Antwort: Wenn sie ein medizinisches Problem haben, fangen wir sie in unserem Behandlungszelt auf. Dann werden sie vom internationalen Flüchtlingshilfswerk der Vereinten Nationen als Flüchtlinge registriert. Sie werden dann mit Bussen in die nahen und weiter entfernt liegenden Flüchtlingslager gebracht. Das Problem ist, dass viele dieser Menschen auch Verwandte haben hier, aber sie müssen sich über diese Flüchtlingslager registrieren lassen. Das ist für viele schwierig, weil sie natürlich lieber in ihre Familien gehen würden.

Frage: Wie reagiert die einheimische Bevölkerung auf die Flüchtlinge?

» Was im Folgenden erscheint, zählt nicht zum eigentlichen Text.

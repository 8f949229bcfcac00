//! Error types.

use std::path::PathBuf;
use thiserror::Error;

/// Result alias for switcher operations.
pub type Result<T> = std::result::Result<T, SwitcherError>;

/// Errors returned by catalog, system and dispatch operations.
#[derive(Debug, Error)]
pub enum SwitcherError {
    /// Filesystem or process I/O failed.
    #[error("I/O error: {0}")]
    Io(#[from] std::io::Error),

    /// The catalog file exists but is not a valid provider document.
    #[error("provider catalog {path} is corrupt (delete it to restore defaults): {source}")]
    CorruptStore {
        /// Path of the unreadable catalog.
        path: PathBuf,
        /// Underlying parse failure.
        source: serde_json::Error,
    },

    /// The interface enumeration command failed or its output was unusable.
    #[error("failed to query network interfaces: {0}")]
    SystemQuery(String),

    /// The selected provider name is not in the catalog.
    #[error("unknown DNS provider: {name:?}")]
    UnknownProvider {
        /// The name that was looked up.
        name: String,
    },
}

impl SwitcherError {
    /// Returns `true` if the underlying I/O error is `PermissionDenied`.
    #[must_use]
    pub fn is_permission_denied(&self) -> bool {
        matches!(self, Self::Io(e) if e.kind() == std::io::ErrorKind::PermissionDenied)
    }
}
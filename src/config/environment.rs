// ABOUTME: Environment-based server configuration for the Recipe API
// ABOUTME: Loads bind address, database, CORS, and HTTP limits from environment variables
//
// SPDX-License-Identifier: MIT OR Apache-2.0
// Copyright (c) 2025 Pierre Fitness Intelligence

//! Environment-only configuration.
//!
//! There are no configuration files; every setting comes from an environment
//! variable with a default, and the binary can override a few from the CLI.

use std::env;
use std::time::Duration;

use serde::{Deserialize, Serialize};

use super::database::DatabaseConfig;
use super::{env_var_or, parse_env_or};
use crate::constants::network;
use crate::errors::{AppError, AppResult};

/// CORS configuration
#[derive(Debug, Clone, Serialize, Deserialize)]
pub struct CorsConfig {
    /// `*` or a comma-separated origin list
    pub allowed_origins: String,
}

impl Default for CorsConfig {
    fn default() -> Self {
        Self {
            allowed_origins: "*".to_owned(),
        }
    }
}

/// HTTP layer limits applied outside the ingest core
#[derive(Debug, Clone, Serialize, Deserialize)]
pub struct HttpLimits {
    /// Whole-request timeout in seconds
    pub request_timeout_secs: u64,
    /// Maximum request body size in bytes
    pub max_body_bytes: usize,
}

impl Default for HttpLimits {
    fn default() -> Self {
        Self {
            request_timeout_secs: network::DEFAULT_REQUEST_TIMEOUT_SECS,
            max_body_bytes: network::DEFAULT_MAX_BODY_BYTES,
        }
    }
}

impl HttpLimits {
    /// Request timeout as a [`Duration`]
    #[must_use]
    pub const fn request_timeout(&self) -> Duration {
        Duration::from_secs(self.request_timeout_secs)
    }
}

/// Complete server configuration
#[derive(Debug, Clone, Serialize, Deserialize)]
pub struct ServerConfig {
    /// Bind host
    pub host: String,
    /// HTTP port
    pub http_port: u16,
    /// Deployment environment name (development, test, production)
    pub environment: String,
    /// Database settings
    pub database: DatabaseConfig,
    /// CORS settings
    pub cors: CorsConfig,
    /// HTTP layer limits
    pub http: HttpLimits,
}

impl Default for ServerConfig {
    fn default() -> Self {
        Self {
            host: network::DEFAULT_HOST.to_owned(),
            http_port: network::DEFAULT_HTTP_PORT,
            environment: "development".to_owned(),
            database: DatabaseConfig::default(),
            cors: CorsConfig::default(),
            http: HttpLimits::default(),
        }
    }
}

impl ServerConfig {
    /// Load configuration from environment variables
    ///
    /// # Errors
    ///
    /// Returns an error if a variable is present but cannot be parsed
    pub fn from_env() -> AppResult<Self> {
        let http_port = match env::var("PORT").or_else(|_| env::var("HTTP_PORT")) {
            Ok(raw) => raw
                .trim()
                .parse()
                .map_err(|e| AppError::config(format!("Invalid PORT value '{raw}': {e}")))?,
            Err(_) => network::DEFAULT_HTTP_PORT,
        };

        Ok(Self {
            host: env_var_or("HOST", network::DEFAULT_HOST),
            http_port,
            environment: env::var("ENVIRONMENT")
                .or_else(|_| env::var("NODE_ENV"))
                .unwrap_or_else(|_| "development".into()),
            database: DatabaseConfig::from_env()?,
            cors: CorsConfig {
                allowed_origins: env_var_or("CORS_ALLOWED_ORIGINS", "*"),
            },
            http: HttpLimits {
                request_timeout_secs: parse_env_or(
                    "REQUEST_TIMEOUT_SECS",
                    network::DEFAULT_REQUEST_TIMEOUT_SECS,
                )?,
                max_body_bytes: parse_env_or("MAX_BODY_BYTES", network::DEFAULT_MAX_BODY_BYTES)?,
            },
        })
    }

    /// Socket address string to bind
    #[must_use]
    pub fn bind_address(&self) -> String {
        format!("{}:{}", self.host, self.http_port)
    }

    /// Human-readable configuration summary for startup logs
    #[must_use]
    pub fn summary(&self) -> String {
        format!(
            "Recipe API Configuration:\n\
             - Bind: {}\n\
             - Environment: {}\n\
             - Database: {}\n\
             - Auto Migrate: {}\n\
             - SQL Logging: {}\n\
             - CORS Origins: {}\n\
             - Request Timeout: {}s\n\
             - Max Body: {} bytes",
            self.bind_address(),
            self.environment,
            self.database.url,
            self.database.auto_migrate,
            self.database.log_statements,
            self.cors.allowed_origins,
            self.http.request_timeout_secs,
            self.http.max_body_bytes,
        )
    }
}

#[cfg(test)]
mod tests {
    use super::*;

    #[test]
    fn test_default_config() {
        let config = ServerConfig::default();
        assert_eq!(config.bind_address(), "127.0.0.1:3000");
        assert_eq!(config.http.request_timeout(), Duration::from_secs(30));
        assert_eq!(config.cors.allowed_origins, "*");
    }

    #[test]
    fn test_summary_mentions_database() {
        let summary = ServerConfig::default().summary();
        assert!(summary.contains("sqlite:./data/recipe-api.db"));
        assert!(summary.contains("127.0.0.1:3000"));
    }
}
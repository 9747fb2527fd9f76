// ABOUTME: Request ID middleware attaching a correlation ID to every request and response
// ABOUTME: Reuses a caller-supplied x-request-id or generates a UUID, and opens a request span
//
// SPDX-License-Identifier: MIT OR Apache-2.0
// Copyright (c) 2025 Pierre Fitness Intelligence

use axum::{
    extract::Request,
    http::HeaderValue,
    middleware::Next,
    response::Response,
};
use tracing::{info_span, Instrument};
use uuid::Uuid;

use crate::constants::network::REQUEST_ID_HEADER;

/// Longest caller-supplied request ID that is reused as-is
const MAX_INCOMING_ID_LEN: usize = 128;

/// Correlation ID stored in request extensions
#[derive(Debug, Clone, PartialEq, Eq)]
pub struct RequestId(String);

impl RequestId {
    /// Fresh random ID
    #[must_use]
    pub fn generate() -> Self {
        Self(Uuid::new_v4().to_string())
    }

    /// Borrow the ID
    #[must_use]
    pub fn as_str(&self) -> &str {
        &self.0
    }

    fn from_header(value: &HeaderValue) -> Option<Self> {
        let raw = value.to_str().ok()?.trim();
        (!raw.is_empty() && raw.len() <= MAX_INCOMING_ID_LEN).then(|| Self(raw.to_owned()))
    }
}

/// Attach a [`RequestId`] to the request, echo it in the response, and run
/// the rest of the stack inside an `http_request` span
pub async fn request_id_middleware(mut request: Request, next: Next) -> Response {
    let request_id = request
        .headers()
        .get(REQUEST_ID_HEADER)
        .and_then(RequestId::from_header)
        .unwrap_or_else(RequestId::generate);

    let span = info_span!(
        "http_request",
        method = %request.method(),
        path = %request.uri().path(),
        request_id = %request_id.as_str(),
    );
    request.extensions_mut().insert(request_id.clone());

    let mut response = next.run(request).instrument(span).await;
    if let Ok(value) = HeaderValue::from_str(request_id.as_str()) {
        response.headers_mut().insert(REQUEST_ID_HEADER, value);
    }
    response
}
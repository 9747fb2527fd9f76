// ABOUTME: Centralized resource container for dependency injection into route handlers
// ABOUTME: Holds the database, the recipe service, and the server configuration
//
// SPDX-License-Identifier: MIT OR Apache-2.0
// Copyright (c) 2025 Pierre Fitness Intelligence

//! # Server Resources Module
//!
//! Shared resources are built once at startup and handed to every route
//! module behind an `Arc`.

use std::sync::Arc;

use crate::config::ServerConfig;
use crate::database::Database;
use crate::recipes::{RecipeService, RecipeStore, SqliteRecipeStore};

/// Centralized resource container for dependency injection
#[derive(Clone)]
pub struct ServerResources {
    /// Database handle, used directly by readiness checks
    pub database: Arc<Database>,
    /// Recipe ingest service
    pub recipes: RecipeService,
    /// Effective server configuration
    pub config: Arc<ServerConfig>,
}

impl ServerResources {
    /// Create resources backed by the `SQLite` recipe store
    #[must_use]
    pub fn new(database: Database, config: Arc<ServerConfig>) -> Self {
        let store = Arc::new(SqliteRecipeStore::new(database.pool().clone()));
        Self::with_store(database, store, config)
    }

    /// Create resources with a caller-supplied recipe store
    #[must_use]
    pub fn with_store(
        database: Database,
        store: Arc<dyn RecipeStore>,
        config: Arc<ServerConfig>,
    ) -> Self {
        Self {
            database: Arc::new(database),
            recipes: RecipeService::new(store),
            config,
        }
    }
}
// ABOUTME: Main library entry point for the Recipe API
// ABOUTME: Provides validated recipe ingest over HTTP backed by SQLite
//
// SPDX-License-Identifier: MIT OR Apache-2.0
// Copyright (c) 2025 Pierre Fitness Intelligence

#![deny(unsafe_code)]

//! # Recipe API
//!
//! A small HTTP service that accepts recipe submissions, validates every
//! field against a declarative constraint table, and stores accepted
//! recipes in `SQLite`.
//!
//! ## Architecture
//!
//! - **Recipes**: models, validation, storage seam, and ingest service
//! - **Routes**: thin axum handlers over the service layer
//! - **Database**: pool management and migrations
//! - **Config**: environment-only configuration
//!
//! ## Example Usage
//!
//! ```rust,no_run
//! use recipe_api::config::environment::ServerConfig;
//! use recipe_api::errors::AppResult;
//!
//! fn main() -> AppResult<()> {
//!     let config = ServerConfig::from_env()?;
//!     println!("Recipe API configured with port: HTTP={}", config.http_port);
//!     Ok(())
//! }
//! ```

/// Environment-based configuration
pub mod config;

/// Application constants and configuration defaults
pub mod constants;

/// Database pool and migrations
pub mod database;

/// Unified error handling system with standard error codes and HTTP responses
pub mod errors;

/// Structured logging setup and domain log helpers
pub mod logging;

/// HTTP middleware (request IDs, CORS)
pub mod middleware;

/// Recipe domain: models, validation, storage, and service
pub mod recipes;

/// HTTP route handlers
pub mod routes;

/// Server resources, router assembly, and lifecycle
pub mod server;
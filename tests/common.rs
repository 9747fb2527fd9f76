// ABOUTME: Shared test utilities and setup functions for integration tests
// ABOUTME: Provides logging, in-memory database, server resources, and payload helpers
//
// SPDX-License-Identifier: MIT OR Apache-2.0
// Copyright (c) 2025 Pierre Fitness Intelligence
#![allow(
    dead_code,
    clippy::missing_errors_doc,
    clippy::missing_panics_doc,
    clippy::must_use_candidate
)]
//! Shared test utilities for `recipe_api`

use std::env;
use std::sync::{Arc, Once};

use anyhow::Result;
use axum::Router;
use recipe_api::{
    config::{DatabaseConfig, ServerConfig},
    database::Database,
    recipes::RecipeStore,
    server::{build_router, ServerResources},
};
use serde_json::{json, Value};
use tracing::Level;

static INIT_LOGGER: Once = Once::new();

/// Initialize quiet logging for tests (call once per test process)
pub fn init_test_logging() {
    INIT_LOGGER.call_once(|| {
        let log_level = match env::var("TEST_LOG").as_deref() {
            Ok("TRACE") => Level::TRACE,
            Ok("DEBUG") => Level::DEBUG,
            Ok("INFO") => Level::INFO,
            _ => Level::WARN,
        };

        let _ = tracing_subscriber::fmt()
            .with_max_level(log_level)
            .with_test_writer()
            .try_init();
    });
}

/// Standard test database setup (in-memory, migrated)
pub async fn create_test_database() -> Result<Database> {
    init_test_logging();
    Ok(Database::new(&DatabaseConfig::in_memory()).await?)
}

/// Server configuration pointing at an in-memory database
pub fn test_server_config() -> ServerConfig {
    ServerConfig {
        environment: "test".to_owned(),
        database: DatabaseConfig::in_memory(),
        ..ServerConfig::default()
    }
}

/// Server resources over a fresh in-memory database
pub async fn create_test_server_resources() -> Result<Arc<ServerResources>> {
    let database = create_test_database().await?;
    Ok(Arc::new(ServerResources::new(
        database,
        Arc::new(test_server_config()),
    )))
}

/// Server resources with a caller-supplied store
pub async fn create_test_server_resources_with_store(
    store: Arc<dyn RecipeStore>,
) -> Result<Arc<ServerResources>> {
    let database = create_test_database().await?;
    Ok(Arc::new(ServerResources::with_store(
        database,
        store,
        Arc::new(test_server_config()),
    )))
}

/// Full application router over fresh resources
pub async fn create_test_app() -> Result<(Router, Arc<ServerResources>)> {
    let resources = create_test_server_resources().await?;
    Ok((build_router(Arc::clone(&resources)), resources))
}

/// A submission that passes every constraint
pub fn valid_recipe_payload() -> Value {
    json!({
        "title": "Spaghetti Carbonara",
        "description": "Classic Roman pasta with eggs, cheese, and guanciale",
        "ingredients": [
            {"name": "spaghetti", "quantity": 400.0, "unit": "g"},
            {"name": "guanciale", "quantity": 150.0, "unit": "g"},
            {"name": "egg yolk", "quantity": 4.0, "unit": "pcs"}
        ],
        "instructions": [
            "Boil the pasta in salted water",
            "Crisp the guanciale",
            "Toss everything off the heat with the yolks"
        ],
        "prepTimeMinutes": 10,
        "cookTimeMinutes": 15,
        "servings": 4
    })
}
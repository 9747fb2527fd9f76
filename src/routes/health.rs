// ABOUTME: Health check route handlers for service monitoring and status endpoints
// ABOUTME: Provides liveness and a readiness probe that pings the database
//
// SPDX-License-Identifier: MIT OR Apache-2.0
// Copyright (c) 2025 Pierre Fitness Intelligence

//! Health check routes for service monitoring
//!
//! `/health` answers as long as the process serves requests. `/ready` also
//! requires the database to answer a trivial query; otherwise it answers
//! 503 `RESOURCE_UNAVAILABLE` in the standard error envelope.

use std::sync::Arc;

use axum::{extract::State, routing::get, Json, Router};
use chrono::Utc;
use serde_json::json;
use tracing::warn;

use crate::errors::{AppError, ErrorCode};
use crate::server::ServerResources;

/// Health routes implementation
pub struct HealthRoutes;

impl HealthRoutes {
    /// Create all health check routes
    pub fn routes(resources: Arc<ServerResources>) -> Router {
        Router::new()
            .route("/health", get(Self::handle_health))
            .route("/ready", get(Self::handle_ready))
            .with_state(resources)
    }

    async fn handle_health() -> Json<serde_json::Value> {
        Json(json!({
            "status": "healthy",
            "service": env!("CARGO_PKG_NAME"),
            "version": env!("CARGO_PKG_VERSION"),
            "timestamp": Utc::now().to_rfc3339()
        }))
    }

    async fn handle_ready(
        State(resources): State<Arc<ServerResources>>,
    ) -> Result<Json<serde_json::Value>, AppError> {
        resources.database.ping().await.map_err(|e| {
            warn!(error = %e, "Readiness check failed");
            AppError::new(ErrorCode::ResourceUnavailable, "Database is not reachable")
                .with_details(json!({
                    "status": "not_ready",
                    "database": "unavailable",
                    "timestamp": Utc::now().to_rfc3339()
                }))
        })?;

        Ok(Json(json!({
            "status": "ready",
            "database": "ok",
            "timestamp": Utc::now().to_rfc3339()
        })))
    }
}
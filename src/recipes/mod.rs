// ABOUTME: Recipe ingest domain: models, validation, storage seam, and service
// ABOUTME: Re-exports the types used by the HTTP layer and tests
//
// SPDX-License-Identifier: MIT OR Apache-2.0
// Copyright (c) 2025 Pierre Fitness Intelligence

//! # Recipes
//!
//! A submission flows through [`validation::validate_submission`], then
//! [`service::RecipeService::create`], which stores it through a
//! [`repository::RecipeStore`].

/// Recipe data models
pub mod models;
/// Storage trait and `SQLite` store
pub mod repository;
/// Ingest service
pub mod service;
/// Submission validation
pub mod validation;

pub use models::{Ingredient, NewRecipe, Recipe, RecipeSubmission};
pub use repository::{RecipeStore, SqliteRecipeStore};
pub use service::RecipeService;
pub use validation::{validate_submission, ConstraintKind, ValidationErrors, Violation};
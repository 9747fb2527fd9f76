// ABOUTME: Database configuration types for SQLite connections
// ABOUTME: Resolves the database location from DATABASE_URL or NODE_ENV and pool settings
//
// SPDX-License-Identifier: MIT OR Apache-2.0
// Copyright (c) 2025 Pierre Fitness Intelligence

use std::env;
use std::fmt::{Display, Formatter, Result as FmtResult};
use std::path::{Path, PathBuf};

use serde::{Deserialize, Serialize};

use super::parse_env_or;
use crate::constants::database;
use crate::errors::{AppError, AppResult};

/// Type-safe database location
#[derive(Debug, Clone, PartialEq, Eq, Serialize, Deserialize)]
pub enum DatabaseUrl {
    /// `SQLite` database with file path
    SQLite {
        /// Path to `SQLite` database file
        path: PathBuf,
    },
    /// In-memory `SQLite` (for testing)
    Memory,
}

impl DatabaseUrl {
    /// Parse from string with validation
    ///
    /// # Errors
    ///
    /// Returns an error if the URL names a database backend other than `SQLite`
    pub fn parse_url(s: &str) -> AppResult<Self> {
        if let Some(path_str) = s.strip_prefix("sqlite:") {
            let path_str = path_str.strip_prefix("//").unwrap_or(path_str);
            if path_str == ":memory:" {
                Ok(Self::Memory)
            } else if path_str.is_empty() {
                Err(AppError::config("DATABASE_URL has an empty SQLite path"))
            } else {
                Ok(Self::SQLite {
                    path: PathBuf::from(path_str),
                })
            }
        } else if s.contains("://") {
            Err(AppError::config(format!(
                "Unsupported database URL scheme: {s}"
            )))
        } else {
            // Fallback: treat as SQLite file path
            Ok(Self::SQLite {
                path: PathBuf::from(s),
            })
        }
    }

    /// Convert to connection string
    #[must_use]
    pub fn to_connection_string(&self) -> String {
        match self {
            Self::SQLite { path } => format!("sqlite:{}", path.display()),
            Self::Memory => database::MEMORY_DATABASE_URL.into(),
        }
    }

    /// Check if this is an in-memory database
    #[must_use]
    pub const fn is_memory(&self) -> bool {
        matches!(self, Self::Memory)
    }

    /// Path of the database file, if any
    #[must_use]
    pub fn file_path(&self) -> Option<&Path> {
        match self {
            Self::SQLite { path } => Some(path),
            Self::Memory => None,
        }
    }
}

impl Default for DatabaseUrl {
    fn default() -> Self {
        Self::SQLite {
            path: PathBuf::from(database::DEFAULT_DATABASE_PATH),
        }
    }
}

impl Display for DatabaseUrl {
    fn fmt(&self, f: &mut Formatter<'_>) -> FmtResult {
        write!(f, "{}", self.to_connection_string())
    }
}

/// Database connection and management configuration
#[derive(Debug, Clone, Serialize, Deserialize)]
pub struct DatabaseConfig {
    /// Database location
    pub url: DatabaseUrl,
    /// Run migrations on startup
    pub auto_migrate: bool,
    /// Log every SQL statement at debug level
    pub log_statements: bool,
    /// Maximum number of pooled connections
    pub max_connections: u32,
}

impl Default for DatabaseConfig {
    fn default() -> Self {
        Self {
            url: DatabaseUrl::default(),
            auto_migrate: true,
            log_statements: false,
            max_connections: database::DEFAULT_MAX_CONNECTIONS,
        }
    }
}

impl DatabaseConfig {
    /// Configuration for an in-memory database with migrations enabled
    #[must_use]
    pub fn in_memory() -> Self {
        Self {
            url: DatabaseUrl::Memory,
            ..Self::default()
        }
    }

    /// Load database configuration from environment
    ///
    /// `DATABASE_URL` wins when set. Otherwise `NODE_ENV=test` selects an
    /// in-memory database and every other environment uses the default file.
    ///
    /// # Errors
    ///
    /// Returns an error if database environment variables are invalid
    pub fn from_env() -> AppResult<Self> {
        let url = match env::var("DATABASE_URL") {
            Ok(raw) if !raw.trim().is_empty() => DatabaseUrl::parse_url(raw.trim())?,
            _ if env::var("NODE_ENV").as_deref() == Ok("test") => DatabaseUrl::Memory,
            _ => DatabaseUrl::default(),
        };

        Ok(Self {
            url,
            auto_migrate: parse_env_or("AUTO_MIGRATE", true)?,
            log_statements: parse_env_or("DB_LOGGING", false)?,
            max_connections: parse_env_or(
                "DB_MAX_CONNECTIONS",
                database::DEFAULT_MAX_CONNECTIONS,
            )?,
        })
    }
}
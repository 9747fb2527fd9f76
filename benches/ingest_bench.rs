// ABOUTME: Criterion benchmarks for recipe validation and SQLite ingest
// ABOUTME: Measures constraint checking for valid/invalid payloads and store insert throughput
//
// SPDX-License-Identifier: MIT OR Apache-2.0
// Copyright (c) 2025 Pierre Fitness Intelligence

//! Criterion benchmarks for the recipe ingest path.
//!
//! Measures validation cost for payloads of various sizes and the
//! `SQLite` insert through the recipe store.

#![allow(
    clippy::missing_docs_in_private_items,
    clippy::unwrap_used,
    missing_docs
)]

use std::sync::Arc;

use criterion::{black_box, criterion_group, criterion_main, BenchmarkId, Criterion, Throughput};
use recipe_api::config::DatabaseConfig;
use recipe_api::database::Database;
use recipe_api::recipes::{validate_submission, RecipeService, SqliteRecipeStore};
use serde_json::{json, Value};
use tokio::runtime::Runtime;

/// Generate a valid payload with `ingredient_count` ingredients and steps
fn generate_payload(ingredient_count: usize) -> Value {
    let ingredients: Vec<Value> = (0..ingredient_count)
        .map(|index| {
            json!({
                "name": format!("ingredient {index}"),
                "quantity": 1.5,
                "unit": "g"
            })
        })
        .collect();
    let instructions: Vec<String> = (0..ingredient_count)
        .map(|index| format!("Step {index}: combine"))
        .collect();

    json!({
        "title": "Benchmark stew",
        "description": "A stew with a configurable number of ingredients",
        "ingredients": ingredients,
        "instructions": instructions,
        "prepTimeMinutes": 20,
        "cookTimeMinutes": 90,
        "servings": 6
    })
}

/// Payload that violates every field plus two unknown keys
fn generate_invalid_payload() -> Value {
    json!({
        "title": "",
        "description": 7,
        "ingredients": [{"name": "", "quantity": 0, "unit": null, "brand": "x"}],
        "instructions": ["", 3],
        "prepTimeMinutes": "soon",
        "cookTimeMinutes": 0,
        "servings": -1,
        "rating": 5,
        "tags": []
    })
}

fn bench_validation(c: &mut Criterion) {
    let mut group = c.benchmark_group("validate_submission");

    for size in [1_usize, 10, 100] {
        let payload = generate_payload(size);
        group.throughput(Throughput::Elements(size as u64));
        group.bench_with_input(BenchmarkId::new("valid", size), &payload, |b, payload| {
            b.iter(|| validate_submission(black_box(payload)));
        });
    }

    let invalid = generate_invalid_payload();
    group.bench_function("invalid_all_fields", |b| {
        b.iter(|| validate_submission(black_box(&invalid)));
    });

    group.finish();
}

fn bench_store_insert(c: &mut Criterion) {
    let rt = Runtime::new().unwrap();
    let mut group = c.benchmark_group("recipe_create");

    let database = rt
        .block_on(Database::new(&DatabaseConfig::in_memory()))
        .unwrap();
    let service = RecipeService::new(Arc::new(SqliteRecipeStore::new(
        database.pool().clone(),
    )));
    let submission = validate_submission(&generate_payload(10)).unwrap();

    group.bench_function("single_recipe", |b| {
        b.iter(|| rt.block_on(service.create(black_box(submission.clone()))));
    });

    group.finish();
}

criterion_group!(benches, bench_validation, bench_store_insert);
criterion_main!(benches);
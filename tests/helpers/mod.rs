// ABOUTME: Shared test helpers and utilities for integration tests
// ABOUTME: Exports the in-process HTTP request helpers
//
// SPDX-License-Identifier: MIT OR Apache-2.0
// Copyright (c) 2025 Pierre Fitness Intelligence

#![allow(dead_code, clippy::unwrap_used, clippy::expect_used, clippy::panic)]

pub mod axum_test;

Antwort: Da die überwiegend kurdischstämmigen Syrer in den kurdischstämmigen Teil des Iraks kommen, ist da eine große Solidarität, große Gastfreundschaft. In den großen Städten im Norden des Iraks macht die Zivilbevölkerung Sachspenden-Aktionen, bei denen viele Tonnen Hilfsgüter zusammenkommen.

Frage: Was brauchen die Flüchtlinge denn besonders dringend?

Antwort: Wenn die Menschen über die Grenzen kommen, haben sie oft nur eine kleine Plastiktüte, da haben sie die allernötigsten Überlebensdinge eingepackt. Sie haben sonst nichts mehr, keine Kleidungsstücke, keine Einrichtungsgegenstände. Sie kommen dann in diese Zeltstädte. Es sind hier immer noch 40 bis über 50 Grad, im Winter geht das dann in die Minustemperaturen. Das sind schon existenzielle Probleme.

Frage: Wünschen die Menschen sich, dass der Westen und seine Verbündeten eingreifen?

Antwort: Ich habe manche dieser Menschen danach gefragt. Die gucken mich dann mit ungläubigen Augen an und können das gar nicht einordnen, weil es wirklich darum geht, erst mal die eigene Haut zu retten. Die Menschen haben zum Teil über Wochen gar keine Möglichkeit mehr, internationale Entwicklungen durch die Presse zu verfolgen. Sie sind zurückgeworfen auf ihr nacktes Überleben.